All these anti-science stances would, if brought into the corridors of power, harm the United States in various ways. But with global- warming denialism specifically, the Republican party has also set a dangerous political trap for itself.
Military planners, who have to operate in the real world, are already considering the implications of the coming ice-free Arctic. Foreign countries are preparing to exploit the new trade routes and resources which an open sea between Canada and Siberia will make available (an Arctic sea-route from Europe to East Asia will be much shorter than the current routes through the Panama or Suez canals.)
Thing is, it's starting to look like the Arctic may become ice-free sooner than the older models had predicted. And shifts in trade routes, and squabbles over Arctic sea-bed resources, will begin long before the ice is completely gone.
Indeed, several effects of global warming seem to be running ahead of the predictions -- and some of them are starting to affect the territory of the US itself, which had previously suffered little concrete damage. We've just had an unusually severe wave of tornadoes, and destructive hurricanes have been getting more frequent in recent years.

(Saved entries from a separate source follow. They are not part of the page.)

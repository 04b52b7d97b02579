//! Host lifecycle hooks and serialized regeneration.
//!
//! A [`Plugin`] owns one worker task. Hooks never run a pass themselves;
//! they bump a request counter and hand back a [`PassHandle`]. The worker
//! runs at most one pass at a time, and every request that arrives while a
//! pass is running is folded into a single follow-up pass.

use std::path::Path;
use std::sync::Arc;

use tokio::sync::watch;
use tokio::task::JoinHandle;

use crate::config::Config;
use crate::error::{Error, Result};
use crate::fs::FileSystem;
use crate::generate::{bootstrap_output_dir, Generation, Generator};

pub const PLUGIN_NAME: &str = "pinia-auto-refs";

#[derive(Debug, Clone, Copy, PartialEq, Eq)]
pub enum State {
    Idle,
    Generating,
}

#[derive(Debug, Clone)]
struct Outcome {
    /// Highest request number this pass covered.
    served: u64,
    result: Result<Generation>,
}

pub struct Plugin {
    config: Arc<Config>,
    requests: watch::Sender<u64>,
    outcomes: watch::Receiver<Outcome>,
    state: watch::Receiver<State>,
    worker: JoinHandle<()>,
}

impl Plugin {
    /// Spawn the worker on the current tokio runtime. The worker first makes
    /// sure the output directory exists (best effort), then waits for
    /// requests. Nothing is generated until a hook asks for it.
    pub fn new(config: Config, fs: Arc<dyn FileSystem>) -> Self {
        let config = Arc::new(config);
        let generator = Generator::new(Arc::clone(&config), Arc::clone(&fs));

        let (requests, request_rx) = watch::channel(0u64);
        let (outcome_tx, outcomes) = watch::channel(Outcome {
            served: 0,
            result: Ok(Generation::default()),
        });
        let (state_tx, state) = watch::channel(State::Idle);

        let output_dir = config.output_dir();
        let worker = tokio::spawn(async move {
            bootstrap_output_dir(fs.as_ref(), &output_dir).await;
            run_worker(generator, request_rx, outcome_tx, state_tx).await;
        });

        Self {
            config,
            requests,
            outcomes,
            state,
            worker,
        }
    }

    pub fn name(&self) -> &'static str {
        PLUGIN_NAME
    }

    pub fn config(&self) -> &Config {
        &self.config
    }

    pub fn state(&self) -> State {
        *self.state.borrow()
    }

    /// Initialization hook: always schedules one full pass.
    pub fn init(&self) -> PassHandle {
        self.request()
    }

    /// Change-notification hook. Schedules a pass only when the path's text
    /// contains the configured store directory.
    pub fn handle_change(&self, changed: &Path) -> Option<PassHandle> {
        if !self.config.is_store_change(changed) {
            tracing::trace!(path = %changed.display(), "ignoring change outside store dir");
            return None;
        }
        tracing::debug!(path = %changed.display(), "store changed, scheduling regeneration");
        Some(self.request())
    }

    fn request(&self) -> PassHandle {
        let mut target = 0;
        self.requests.send_modify(|n| {
            *n += 1;
            target = *n;
        });
        PassHandle {
            target,
            outcomes: self.outcomes.clone(),
        }
    }
}

impl Drop for Plugin {
    fn drop(&mut self) {
        self.worker.abort();
    }
}

/// Completion handle for one request.
#[must_use = "a pass is only known to be valid once its handle resolves"]
pub struct PassHandle {
    target: u64,
    outcomes: watch::Receiver<Outcome>,
}

impl PassHandle {
    /// Wait for the first pass that started after this request was made.
    /// Several handles may resolve to the same pass.
    pub async fn wait(mut self) -> Result<Generation> {
        let target = self.target;
        let outcome = self
            .outcomes
            .wait_for(|o| o.served >= target)
            .await
            .map_err(|_| Error::WorkerStopped)?;
        outcome.result.clone()
    }
}

async fn run_worker(
    generator: Generator,
    mut requests: watch::Receiver<u64>,
    outcomes: watch::Sender<Outcome>,
    state: watch::Sender<State>,
) {
    let mut served = 0u64;

    while requests.changed().await.is_ok() {
        let target = *requests.borrow_and_update();
        if target <= served {
            continue;
        }
        served = target;

        state.send_replace(State::Generating);
        let result = generator.generate().await;
        if let Err(e) = &result {
            tracing::error!(error = %e, "generation pass failed");
        }
        state.send_replace(State::Idle);

        outcomes.send_replace(Outcome { served, result });
    }

    tracing::debug!("regeneration worker stopped");
}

As these trends intensify over the coming years, denialism will become unsustainable. We all know what the denialists will say -- it's just "natural fluctuation", or it's not really happening, or yes, it's happening but the net effects will be positive -- but they will steadily lose credibility with the public. As the weather disasters get worse and worse, and new Arctic shipping routes and conflicts over sea-bed resources become staples of the news, denialism will cease to be a tenable stance.
And the radical right has firmly identified itself with that stance. The Nutty faction of Republicans continues to this day to deny even the most basic facts. This is not true of the Sane faction, but these days it's the Nutties who dominate the party's image.
In the years to come, even as Republicans try to backpedal on this, people will remember who used to pretend that nothing was going wrong and tried to stymie all efforts to prepare for it. Like their Congressional votes for the Ryan plan, Republicans' denialist record will become a political millstone around their necks. And in the case of global warming, it's going to be a lot harder to change the subject.